ELSO guidelines on ECMO in acute respiratory failure
ELSO Position Paper on ECMO in Acute Respiratory Failure
HFOV (High Frequency Oscillatory Veniltion): out of favor, previous used as a rescue therapy. It's a type of "open lung recruitment" that basically provides a constant mean airway pressure through very small tidal volumes (1-3 mL/breath) at high frequency (300-900 breaths/min). It was thought to reduce ventilator induced lung injury and was used fairly frequently as a rescue or salvage therapy. Two trials came out in 2013 that ended HFOV as a frequently used therapy in our practice except in very rare occasions. In the era of ECMO and prone positioning there doesn't seem to be much of a role for HFOV.

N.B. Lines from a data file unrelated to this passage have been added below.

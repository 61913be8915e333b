// Copyright 2020 - developers of the `grammers` project.
//
// Licensed under the Apache License, Version 2.0 <LICENSE-APACHE or
// https://www.apache.org/licenses/LICENSE-2.0> or the MIT license
// <LICENSE-MIT or https://opensource.org/licenses/MIT>, at your
// option. This file may not be copied, modified, or distributed
// except according to those terms.
//! Session state: `None → WaitingChallenge → WaitingAuthOK → Connected →
//! Closed`, plus the per-session counters and cached account info.
use crate::config::Config;

#[derive(Clone, Copy, Debug, PartialEq, Eq)]
pub enum State {
    None,
    WaitingChallenge,
    WaitingAuthOK,
    Connected,
    Closed,
}

#[derive(Clone, Debug, Default)]
pub struct AccountInfo {
    pub creation: Option<i64>,
    pub expiration: Option<i64>,
    pub status: Option<String>,
    pub kind: Option<String>,
}

pub struct Session {
    pub state: State,
    pub phone: String,
    pub nickname: String,
    pub server: String,
    pub group_server: String,
    pub presence: String,
    pub status_message: String,
    pub account_info: AccountInfo,
    next_iq_id: u64,
    next_msg_counter: u64,
}

impl Session {
    pub fn new(config: &Config) -> Self {
        Self {
            state: State::None,
            phone: config.phone.clone(),
            nickname: config.params.nickname.clone(),
            server: config.params.server.clone(),
            group_server: config.params.group_server.clone(),
            presence: "available".to_string(),
            status_message: String::new(),
            account_info: AccountInfo::default(),
            next_iq_id: 0,
            next_msg_counter: 0,
        }
    }

    /// Every IQ id emitted is unique within the session.
    pub fn next_iq_id(&mut self, epoch_seconds: i64) -> String {
        let id = wasp_model::outbound::message_id(epoch_seconds, self.next_iq_id);
        self.next_iq_id += 1;
        id
    }

    pub fn next_msg_id(&mut self, epoch_seconds: i64) -> String {
        let id = wasp_model::outbound::message_id(epoch_seconds, self.next_msg_counter);
        self.next_msg_counter += 1;
        id
    }

    pub fn own_jid(&self) -> String {
        format!("{}@{}", self.phone, self.server)
    }

    /// `sendRead` is true exactly when presence is `"available"`; any other
    /// value, including `"available-noread"`, yields a delivery receipt.
    pub fn send_read(&self) -> bool {
        self.presence == "available"
    }
}

#[cfg(test)]
mod tests {
    use super::*;

    fn session() -> Session {
        let config = Config {
            phone: "15551234".to_string(),
            password_b64: "".to_string(),
            params: crate::config::InitParams::default(),
        };
        Session::new(&config)
    }

    #[test]
    fn iq_ids_are_unique() {
        let mut s = session();
        let a = s.next_iq_id(1_700_000_000);
        let b = s.next_iq_id(1_700_000_000);
        assert_ne!(a, b);
    }

    #[test]
    fn send_read_follows_presence() {
        let mut s = session();
        assert!(s.send_read());
        s.presence = "available-noread".to_string();
        assert!(!s.send_read());
        s.presence = "unavailable".to_string();
        assert!(!s.send_read());
    }
}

OSCAR: Targeted moderate to severe ARDS (PF < 200) and used a more conservative strategy in the HFOV arm than OSCILLATE. Lack of standardization in lung protective strategy arm (standard ARDSnet) may have lead to higher mortality in LPV group. No difference in primary end point of 30 day mortality (41%).
OSCILLATE: Came out around the same time as OSCAR and utilized a similar patient population (moderate to severe ARDS) but with a higher MAP strategy (up to 38 cm H20) and noted a higher mortality in the HFOV arm. This was felt to be related to maintiaining a higher MAP lead to larger volumes of IVF and pressors for circulatory support.